Central bank digital currencies, or CBDCs, have more potential for privacy than their private sector counterparts, according to economists at University of California, Santa Barbara and the Federal Reserve Bank of New York.

The findings were published in a recent paper, entitled “Monetizing Privacy,” written by Rod Garratt, Professor of Economics at UCSB, and Michael Lee, an economist at the NY Fed; it’s the subject of a new blog post published today, which synthesizes the paper’s findings.

Digital currencies proposed by big tech companies aren’t a great option, according to Garratt and Lee, since the business interests of those companies are fundamentally at odds with promoting privacy; selling data collected during payment transactions (to a company like Cambridge Analytica) is great for companies trying to make a buck, and bad for users who don’t want their data scrutinized by large corporations.

And the more data these big tech companies collect, say Garratt and Lee, the closer we get to so-called “data monopolies,” which allow individual corporations to more effectively screw over consumers.

The post explains the hypothetical as follows: “We find that the monopoly firm controls the vast majority of data and is able to offer a product that is far superior to its competitors’ products. This gap in product quality enables the firm to set discriminatory prices between payment types, taking into account the profit-maximizing quantity of data it would like to extract from consumers. As a consequence, consumers obtain only a small share of the surplus generated from their data.”

Bitcoin confounds the Fed’s understanding of digital currencies

You can see the seeds of this phenomenon in Libra, Facebook’s digital currency initiative.

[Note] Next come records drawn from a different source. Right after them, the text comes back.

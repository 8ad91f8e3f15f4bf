//! Pull pipeline tests against a mock registry.

use std::collections::BTreeMap;
use std::io::Write;
use std::path::Path;
use std::time::Duration;

use cask_common::CaskError;
use cask_image::{ImageReference, Manifest, Puller, RegistryClient, RegistryConfig};
use serde_json::json;
use wiremock::matchers::{header, method, path, query_param};
use wiremock::{Mock, MockServer, ResponseTemplate};

fn layer(files: &[(&str, &str)]) -> Vec<u8> {
    let mut builder = tar::Builder::new(Vec::new());
    for (name, contents) in files {
        let mut header = tar::Header::new_gnu();
        header.set_size(contents.len() as u64);
        header.set_mode(0o644);
        header.set_mtime(1_700_000_000);
        header.set_uid(0);
        header.set_gid(0);
        header.set_cksum();
        builder
            .append_data(&mut header, name, contents.as_bytes())
            .unwrap();
    }
    let tar = builder.into_inner().unwrap();
    let mut gz = flate2::write::GzEncoder::new(Vec::new(), flate2::Compression::default());
    gz.write_all(&tar).unwrap();
    gz.finish().unwrap()
}

fn client_for(server: &MockServer) -> RegistryClient {
    let config = RegistryConfig::default()
        .with_registry_url(server.uri())
        .with_auth_url(format!("{}/token", server.uri()));
    RegistryClient::new(config).unwrap()
}

async fn mount_token(server: &MockServer, scope: &str) {
    Mock::given(method("GET"))
        .and(path("/token"))
        .and(query_param("service", "registry.docker.io"))
        .and(query_param("scope", scope))
        .respond_with(ResponseTemplate::new(200).set_body_json(json!({"token": "t0k"})))
        .expect(1)
        .mount(server)
        .await;
}

async fn mount_manifest(server: &MockServer, repo: &str, digests: &[&str]) {
    let layers: Vec<_> = digests
        .iter()
        .map(|d| {
            json!({
                "mediaType": "application/vnd.docker.image.rootfs.diff.tar.gzip",
                "digest": d,
                "size": 1
            })
        })
        .collect();
    Mock::given(method("GET"))
        .and(path(format!("/v2/{repo}/manifests/latest")))
        .and(header("authorization", "Bearer t0k"))
        .respond_with(
            ResponseTemplate::new(200).set_body_json(json!({"schemaVersion": 2, "layers": layers})),
        )
        .expect(1)
        .mount(server)
        .await;
}

async fn mount_blob(server: &MockServer, repo: &str, digest: &str, body: Vec<u8>) {
    Mock::given(method("GET"))
        .and(path(format!("/v2/{repo}/blobs/{digest}")))
        .and(header("authorization", "Bearer t0k"))
        .respond_with(ResponseTemplate::new(200).set_body_bytes(body))
        .expect(1)
        .mount(server)
        .await;
}

fn snapshot(root: &Path) -> BTreeMap<String, Vec<u8>> {
    fn walk(base: &Path, dir: &Path, out: &mut BTreeMap<String, Vec<u8>>) {
        for entry in std::fs::read_dir(dir).unwrap() {
            let entry = entry.unwrap();
            let path = entry.path();
            let rel = path.strip_prefix(base).unwrap().display().to_string();
            if entry.file_type().unwrap().is_dir() {
                out.insert(format!("{rel}/"), Vec::new());
                walk(base, &path, out);
            } else {
                out.insert(rel, std::fs::read(&path).unwrap());
            }
        }
    }
    let mut out = BTreeMap::new();
    walk(root, root, &mut out);
    out
}

async fn pull_into(client: &RegistryClient, image: &str, root: &Path) -> cask_image::PullReport {
    let reference = ImageReference::parse(image);
    let token = client.fetch_token(&reference).await.unwrap();
    let manifest = client.fetch_manifest(&reference, &token).await.unwrap();
    Puller::new(client, &reference, &token)
        .assemble(&manifest, root)
        .await
        .unwrap()
}

#[test_log::test(tokio::test)]
async fn pulls_every_layer_in_manifest_order() {
    let server = MockServer::start().await;
    mount_token(&server, "repository:library/alpine:pull,push").await;
    mount_manifest(
        &server,
        "library/alpine",
        &["sha256:aaa", "sha256:bbb", "sha256:ccc"],
    )
    .await;
    let base = layer(&[("etc/motd", "base"), ("bin/a", "a")]);
    mount_blob(&server, "library/alpine", "sha256:aaa", base).await;
    let middle = layer(&[("etc/motd", "middle")]);
    mount_blob(&server, "library/alpine", "sha256:bbb", middle).await;
    let top = layer(&[("bin/c", "c")]);
    mount_blob(&server, "library/alpine", "sha256:ccc", top).await;

    let root = tempfile::tempdir().unwrap();
    let report = pull_into(&client_for(&server), "alpine", root.path()).await;

    assert_eq!(report.applied, ["sha256:aaa", "sha256:bbb", "sha256:ccc"]);

    let requests = server.received_requests().await.unwrap();
    let blob_paths: Vec<_> = requests
        .iter()
        .map(|r| r.url.path().to_string())
        .filter(|p| p.contains("/blobs/"))
        .collect();
    assert_eq!(
        blob_paths,
        [
            "/v2/library/alpine/blobs/sha256:aaa",
            "/v2/library/alpine/blobs/sha256:bbb",
            "/v2/library/alpine/blobs/sha256:ccc",
        ]
    );

    let tree = snapshot(root.path());
    assert_eq!(tree["etc/motd"], b"middle");
    assert_eq!(tree["bin/a"], b"a");
    assert_eq!(tree["bin/c"], b"c");
    assert!(tree.keys().all(|k| !k.starts_with("sha256:")));
}

#[tokio::test]
async fn assembling_twice_yields_identical_trees() {
    let server = MockServer::start().await;
    let blobs = [
        ("sha256:one", layer(&[("usr/lib/x", "1"), ("etc/hosts", "a")])),
        ("sha256:two", layer(&[("etc/hosts", "b")])),
    ];
    for (digest, body) in &blobs {
        Mock::given(method("GET"))
            .and(path(format!("/v2/myuser/app/blobs/{digest}")))
            .respond_with(ResponseTemplate::new(200).set_body_bytes(body.clone()))
            .expect(2)
            .mount(&server)
            .await;
    }

    let client = client_for(&server);
    let reference = ImageReference::parse("myuser/app");
    let token = cask_image::RegistryToken::new("t0k");
    let manifest = Manifest::from_slice(
        json!({"schemaVersion": 2, "layers": [{"digest": "sha256:one"}, {"digest": "sha256:two"}]})
            .to_string()
            .as_bytes(),
    )
    .unwrap();
    let puller = Puller::new(&client, &reference, &token);

    let first = tempfile::tempdir().unwrap();
    let second = tempfile::tempdir().unwrap();
    puller.assemble(&manifest, first.path()).await.unwrap();
    puller.assemble(&manifest, second.path()).await.unwrap();

    assert_eq!(snapshot(first.path()), snapshot(second.path()));
}

#[tokio::test]
async fn malformed_token_body_is_fatal() {
    let server = MockServer::start().await;
    Mock::given(method("GET"))
        .and(path("/token"))
        .respond_with(ResponseTemplate::new(200).set_body_string("not json"))
        .mount(&server)
        .await;

    let err = client_for(&server)
        .fetch_token(&ImageReference::parse("alpine"))
        .await
        .unwrap_err();

    assert!(matches!(err, CaskError::Decode { what: "token response", .. }));
}

#[tokio::test]
async fn empty_token_is_fatal() {
    let server = MockServer::start().await;
    Mock::given(method("GET"))
        .and(path("/token"))
        .respond_with(ResponseTemplate::new(200).set_body_json(json!({"token": ""})))
        .mount(&server)
        .await;

    let result = client_for(&server)
        .fetch_token(&ImageReference::parse("alpine"))
        .await;

    assert!(result.is_err());
}

#[tokio::test]
async fn access_token_field_is_accepted() {
    let server = MockServer::start().await;
    Mock::given(method("GET"))
        .and(path("/token"))
        .respond_with(ResponseTemplate::new(200).set_body_json(json!({"access_token": "abc"})))
        .mount(&server)
        .await;

    let token = client_for(&server)
        .fetch_token(&ImageReference::parse("alpine"))
        .await
        .unwrap();

    assert_eq!(token.as_str(), "abc");
}

#[tokio::test]
async fn missing_manifest_is_a_registry_error() {
    let server = MockServer::start().await;
    Mock::given(method("GET"))
        .and(path("/v2/library/nope/manifests/latest"))
        .respond_with(ResponseTemplate::new(404))
        .mount(&server)
        .await;

    let err = client_for(&server)
        .fetch_manifest(
            &ImageReference::parse("nope"),
            &cask_image::RegistryToken::new("t0k"),
        )
        .await
        .unwrap_err();

    assert!(matches!(err, CaskError::Registry { status: 404, .. }));
}

#[tokio::test]
async fn failed_blob_stops_the_pull() {
    let server = MockServer::start().await;
    Mock::given(method("GET"))
        .and(path("/v2/library/alpine/blobs/sha256:first"))
        .respond_with(ResponseTemplate::new(500))
        .expect(1)
        .mount(&server)
        .await;
    Mock::given(method("GET"))
        .and(path("/v2/library/alpine/blobs/sha256:second"))
        .respond_with(ResponseTemplate::new(200).set_body_bytes(layer(&[("x", "x")])))
        .expect(0)
        .mount(&server)
        .await;

    let client = client_for(&server);
    let reference = ImageReference::parse("alpine");
    let token = cask_image::RegistryToken::new("t0k");
    let manifest = Manifest::from_slice(
        br#"{"schemaVersion": 2,
            "layers": [{"digest": "sha256:first"}, {"digest": "sha256:second"}]}"#,
    )
    .unwrap();

    let root = tempfile::tempdir().unwrap();
    let err = Puller::new(&client, &reference, &token)
        .assemble(&manifest, root.path())
        .await
        .unwrap_err();

    assert!(matches!(err, CaskError::Registry { status: 500, .. }));
}

#[tokio::test]
async fn slow_registry_hits_request_deadline() {
    let server = MockServer::start().await;
    Mock::given(method("GET"))
        .and(path("/token"))
        .respond_with(
            ResponseTemplate::new(200)
                .set_body_json(json!({"token": "late"}))
                .set_delay(Duration::from_secs(5)),
        )
        .mount(&server)
        .await;

    let config = RegistryConfig::default()
        .with_auth_url(format!("{}/token", server.uri()))
        .with_timeouts(Duration::from_secs(1), Duration::from_millis(200));
    let err = RegistryClient::new(config)
        .unwrap()
        .fetch_token(&ImageReference::parse("alpine"))
        .await
        .unwrap_err();

    assert!(matches!(err, CaskError::Timeout { operation: "requesting token", .. }));
}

The paper suggests that Facebook’s foray into finance represents “the clearest glimpse of what a future might look like with little or no separation between individuals’ social and financial status,” which should set off the same alarm bells for users that it has for politicians and regulators; the Libra project has languished since last fall, when Mark Zuckerberg attempted to defend it before congress.

Proper cryptocurrencies like Bitcoin, on the other hand, may preserve some degree of user privacy, but come at the cost of fluctuating transaction fees and escalating energy costs, according to Garratt and Lee.

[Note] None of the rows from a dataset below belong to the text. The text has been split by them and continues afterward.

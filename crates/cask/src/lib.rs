//! # Cask Container Launcher
//!
//! Cask pulls an image from a registry, assembles its layers into a fresh
//! root directory and runs one command inside it, isolated from the host's
//! filesystem and process tree.
//!
//! ## Usage
//!
//! ```no_run
//! use cask::runtime::{RunConfig, Runner};
//! use cask_image::RegistryClient;
//!
//! # async fn example() -> cask_common::CaskResult<()> {
//! let runner = Runner::new(RegistryClient::docker_hub()?, RunConfig::default());
//! let outcome = runner
//!     .run("alpine", "/bin/sh", &["-c".to_string(), "echo hi".to_string()])
//!     .await?;
//! std::process::exit(outcome.status.code());
//! # }
//! ```

#![warn(missing_docs)]

pub mod cli;
pub mod filesystem;
pub mod namespace;
pub mod runtime;

pub use runtime::{ExitStatus, Runner};
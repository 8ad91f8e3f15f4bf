//! Run configuration.

use std::path::PathBuf;
use std::time::Duration;

use cask_common::CaskPaths;

use crate::filesystem::RootfsRetention;
use crate::namespace::IsolationMode;

/// Options for a single run.
#[derive(Debug, Clone)]
pub struct RunConfig {
    /// Paths for run data.
    pub paths: CaskPaths,
    /// How the command is isolated.
    pub isolation: IsolationMode,
    /// What happens to the root filesystem afterwards.
    pub retention: RootfsRetention,
    /// Deadline for the command to finish.
    pub wait_timeout: Option<Duration>,
}

impl Default for RunConfig {
    fn default() -> Self {
        Self {
            paths: CaskPaths::new(),
            isolation: IsolationMode::platform_default(),
            retention: RootfsRetention::Keep,
            wait_timeout: None,
        }
    }
}

impl RunConfig {
    /// Set the base directory for root filesystems.
    #[must_use]
    pub fn with_tmp(mut self, tmp: impl Into<PathBuf>) -> Self {
        self.paths = CaskPaths::with_tmp(tmp);
        self
    }

    /// Set the isolation mode.
    #[must_use]
    pub const fn with_isolation(mut self, isolation: IsolationMode) -> Self {
        self.isolation = isolation;
        self
    }

    /// Delete the root filesystem when the run ends.
    #[must_use]
    pub const fn remove_rootfs(mut self) -> Self {
        self.retention = RootfsRetention::Remove;
        self
    }

    /// Kill the command if it has not exited after `timeout`.
    #[must_use]
    pub const fn with_wait_timeout(mut self, timeout: Duration) -> Self {
        self.wait_timeout = Some(timeout);
        self
    }
}
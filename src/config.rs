use std::env;
use std::fmt;

const DEFAULT_HOST: &str = "0.0.0.0";
const DEFAULT_PORT: u16 = 5000;
const DEFAULT_CLUSTER: &str = "cluster0.qz6lguv.mongodb.net";
const DEFAULT_DATABASE: &str = "SmartCare";

/// Process configuration, read once at startup.
#[derive(Debug, Clone)]
pub struct Config {
    pub host: String,
    pub port: u16,
    pub database_name: String,
    /// `None` when neither `MONGODB_URI` nor the credential pair is set.
    pub database_uri: Option<String>,
}

#[derive(Debug, PartialEq)]
pub enum ConfigError {
    MissingCredentials,
}

impl fmt::Display for ConfigError {
    fn fmt(&self, f: &mut fmt::Formatter<'_>) -> fmt::Result {
        match self {
            ConfigError::MissingCredentials => {
                write!(f, "DB_USER and DB_PASS (or MONGODB_URI) must be set")
            }
        }
    }
}

impl std::error::Error for ConfigError {}

impl Config {
    pub fn from_env() -> Self {
        Self::from_lookup(|key| env::var(key).ok())
    }

    pub fn from_lookup<F>(lookup: F) -> Self
    where
        F: Fn(&str) -> Option<String>,
    {
        let host = lookup("HOST").unwrap_or_else(|| DEFAULT_HOST.to_string());

        let port = match lookup("PORT") {
            Some(raw) => raw.trim().parse::<u16>().unwrap_or_else(|_| {
                log::warn!("⚠️  Invalid PORT '{}', falling back to {}", raw, DEFAULT_PORT);
                DEFAULT_PORT
            }),
            None => DEFAULT_PORT,
        };

        let database_name = lookup("DB_NAME").unwrap_or_else(|| DEFAULT_DATABASE.to_string());

        let database_uri = match lookup("MONGODB_URI") {
            Some(uri) => Some(uri),
            None => match (lookup("DB_USER"), lookup("DB_PASS")) {
                (Some(user), Some(pass)) => {
                    let cluster =
                        lookup("DB_CLUSTER").unwrap_or_else(|| DEFAULT_CLUSTER.to_string());
                    Some(atlas_uri(&user, &pass, &cluster, &database_name))
                }
                _ => None,
            },
        };

        Self {
            host,
            port,
            database_name,
            database_uri,
        }
    }

    pub fn database_uri(&self) -> Result<&str, ConfigError> {
        self.database_uri
            .as_deref()
            .ok_or(ConfigError::MissingCredentials)
    }

    pub fn bind_address(&self) -> (String, u16) {
        (self.host.clone(), self.port)
    }
}

/// Builds the SRV connection string; both credentials are percent-encoded.
pub fn atlas_uri(user: &str, pass: &str, cluster: &str, database: &str) -> String {
    format!(
        "mongodb+srv://{}:{}@{}/{}?retryWrites=true&w=majority",
        urlencoding::encode(user),
        urlencoding::encode(pass),
        cluster,
        database
    )
}

/// Connection string with the password replaced, for logging.
pub fn redact_uri(uri: &str) -> String {
    let Some((scheme, rest)) = uri.split_once("://") else {
        return uri.to_string();
    };
    match rest.rsplit_once('@') {
        Some((credentials, host)) => {
            let user = credentials.split(':').next().unwrap_or_default();
            format!("{}://{}:****@{}", scheme, user, host)
        }
        None => uri.to_string(),
    }
}
use serde::{Deserialize, Serialize};
use serde_json::Value;

// Shapes follow the driver result objects the clients already consume.

#[derive(Debug, Clone, Serialize, Deserialize, PartialEq, utoipa::ToSchema)]
#[serde(rename_all = "camelCase")]
pub struct InsertAck {
    pub acknowledged: bool,
    #[schema(value_type = String, example = "665f1c2e9b1e8a3d4c2f0a11")]
    pub inserted_id: Value,
}

#[derive(Debug, Clone, Serialize, Deserialize, PartialEq, utoipa::ToSchema)]
#[serde(rename_all = "camelCase")]
pub struct UpdateAck {
    pub acknowledged: bool,
    pub matched_count: u64,
    pub modified_count: u64,
    pub upserted_count: u64,
    #[schema(value_type = Option<String>)]
    pub upserted_id: Option<Value>,
}

#[derive(Debug, Clone, Serialize, Deserialize, PartialEq, utoipa::ToSchema)]
#[serde(rename_all = "camelCase")]
pub struct DeleteAck {
    pub acknowledged: bool,
    pub deleted_count: u64,
}

/// Body of `GET /users/{email}`.
#[derive(Debug, Clone, Serialize, Deserialize, PartialEq, utoipa::ToSchema)]
pub struct StudentCheck {
    pub student: bool,
}

/// Body of every failed request.
#[derive(Debug, Clone, Serialize, Deserialize, PartialEq, utoipa::ToSchema)]
pub struct ErrorResponse {
    pub error: String,
}
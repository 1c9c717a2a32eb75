use std::fmt;

/// Failure kinds of a single store round trip.
///
/// Every kind is answered with the endpoint's fixed 500 message; the kind only
/// decides what ends up in the log.
#[derive(Debug)]
pub enum StoreError {
    InvalidId(String),
    InvalidDocument(String),
    NotConnected(String),
    Database(String),
}

impl fmt::Display for StoreError {
    fn fmt(&self, f: &mut fmt::Formatter<'_>) -> fmt::Result {
        match self {
            StoreError::InvalidId(id) => write!(f, "Invalid identifier: {}", id),
            StoreError::InvalidDocument(msg) => write!(f, "Invalid document: {}", msg),
            StoreError::NotConnected(msg) => write!(f, "Store not connected: {}", msg),
            StoreError::Database(msg) => write!(f, "Database error: {}", msg),
        }
    }
}

impl std::error::Error for StoreError {}

impl From<mongodb::error::Error> for StoreError {
    fn from(err: mongodb::error::Error) -> Self {
        StoreError::Database(err.to_string())
    }
}

impl From<mongodb::bson::ser::Error> for StoreError {
    fn from(err: mongodb::bson::ser::Error) -> Self {
        StoreError::InvalidDocument(err.to_string())
    }
}
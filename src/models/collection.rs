use std::fmt;

/// The three collections the gateway reads and writes.
#[derive(Debug, Clone, Copy, PartialEq, Eq, Hash)]
pub enum Collection {
    Doctors,
    /// Also served under `/patients`.
    Appointments,
    Users,
}

impl Collection {
    pub fn name(&self) -> &'static str {
        match self {
            Collection::Doctors => "doctors",
            Collection::Appointments => "Appointments",
            Collection::Users => "users",
        }
    }
}

impl fmt::Display for Collection {
    fn fmt(&self, f: &mut fmt::Formatter<'_>) -> fmt::Result {
        f.write_str(self.name())
    }
}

The paper’s answer to the question of privacy in digital payments is the humble CBDC—a digital currency backed by a central bank—which, it claims, can offer more privacy protections than alternatives from Big Tech and independent crypto, and could actually function as a protective measure against the eventuality of data monopolies.

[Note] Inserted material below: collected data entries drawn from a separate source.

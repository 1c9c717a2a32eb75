pub mod appointments;
pub mod doctors;
pub mod health;
pub mod swagger;
pub mod users;

use actix_web::{web, HttpResponse};
use mongodb::bson::{doc, oid::ObjectId, Document};
use serde_json::Value;

use crate::models::ErrorResponse;
use crate::utils::StoreError;

/// Registers every route on the app. Shared by `main` and the handler tests.
pub fn configure(cfg: &mut web::ServiceConfig) {
    cfg.route("/", web::get().to(health::root))
        .route("/health", web::get().to(health::health_check))
        // Doctors
        .route("/doctors", web::get().to(doctors::list_doctors))
        .route("/doctors", web::post().to(doctors::add_doctor))
        .route("/approvedDoctors", web::get().to(doctors::approved_doctors))
        .route("/pendingDoctors", web::get().to(doctors::pending_doctors))
        .route("/doctors/{email}", web::get().to(doctors::get_doctor_by_email))
        .route("/doctors/{id}", web::put().to(doctors::update_doctor))
        .route("/doctors/{id}", web::delete().to(doctors::delete_doctor))
        .route("/approve/{id}", web::put().to(doctors::approve_doctor))
        // Appointments (a.k.a. patients)
        .route("/appointments", web::post().to(appointments::create_appointment))
        .route("/appointments", web::get().to(appointments::list_appointments))
        .route("/patients/{id}", web::get().to(appointments::get_patient))
        .route("/patients/{id}", web::delete().to(appointments::delete_patient))
        // Users
        .route("/users", web::post().to(users::add_user))
        .route("/users", web::put().to(users::upsert_user))
        .route("/users/{email}", web::get().to(users::check_student));
}

/// Logs the underlying failure and answers with the endpoint's fixed message.
pub(crate) fn store_failure(message: &str, err: StoreError) -> HttpResponse {
    log::error!("❌ {} {}", message, err);
    HttpResponse::InternalServerError().json(ErrorResponse {
        error: message.to_string(),
    })
}

pub(crate) fn id_filter(id: &str) -> Result<Document, StoreError> {
    let oid = ObjectId::parse_str(id).map_err(|_| StoreError::InvalidId(id.to_string()))?;
    Ok(doc! { "_id": oid })
}

/// BSON has no unsigned 64-bit integer; integers past `i64::MAX` are stored
/// as doubles.
fn widen_unsigned(value: Value) -> Value {
    match value {
        Value::Number(n) if n.as_i64().is_none() && n.is_u64() => {
            n.as_f64().map_or(Value::Null, Value::from)
        }
        Value::Array(items) => Value::Array(items.into_iter().map(widen_unsigned).collect()),
        Value::Object(map) => Value::Object(
            map.into_iter()
                .map(|(key, value)| (key, widen_unsigned(value)))
                .collect(),
        ),
        other => other,
    }
}

/// JSON request bodies are stored as-is; anything but an object is refused.
pub(crate) fn body_to_object(body: Value) -> Result<Document, StoreError> {
    match widen_unsigned(body) {
        Value::Object(map) => Ok(mongodb::bson::to_document(&map)?),
        other => Err(StoreError::InvalidDocument(format!(
            "expected a JSON object, got {}",
            other
        ))),
    }
}
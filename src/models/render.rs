use base64::{engine::general_purpose::STANDARD, Engine as _};
use mongodb::bson::{Bson, Document};
use serde_json::{Map, Value};

/// Converts a stored document into the JSON the clients expect: ids as hex
/// strings, binary as base64, dates as RFC 3339.
pub fn document_to_json(document: Document) -> Value {
    Value::Object(
        document
            .into_iter()
            .map(|(key, value)| (key, bson_to_json(value)))
            .collect::<Map<String, Value>>(),
    )
}

pub fn documents_to_json(documents: Vec<Document>) -> Value {
    Value::Array(documents.into_iter().map(document_to_json).collect())
}

pub fn bson_to_json(value: Bson) -> Value {
    match value {
        Bson::ObjectId(oid) => Value::String(oid.to_hex()),
        Bson::Binary(binary) => Value::String(STANDARD.encode(binary.bytes)),
        Bson::DateTime(dt) => match dt.try_to_rfc3339_string() {
            Ok(s) => Value::String(s),
            Err(_) => Value::from(dt.timestamp_millis()),
        },
        Bson::Document(doc) => document_to_json(doc),
        Bson::Array(items) => Value::Array(items.into_iter().map(bson_to_json).collect()),
        other => other.into_relaxed_extjson(),
    }
}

“The emergence of digital cash directly reduces the cost to consumers of making purchases whilst preserving privacy,” says the blog post.

The paper is more concerned with policy than with CBDC design considerations, but the co-authors do underscore that “the ability for consumers to purchase products without revealing their private data to vendors” should be baked in. This is a tall order in and of itself; the European Central Bank said in an October report that it doesn’t believe total anonymity will ever be possible in the context of a CBDC.

Garratt and Lee don’t see CBDCs as a cure-all, though—a potential privacy-protecting CBDC won’t actually prevent these data monopolies, which will soon be intruding on our lives whether we like it or not, but will essentially just force them into keeping prices semi-reasonable for consumers.

Put simply: “The data monopolist has to offer better prices to consumers who pay digitally to prevent them from using digital cash.”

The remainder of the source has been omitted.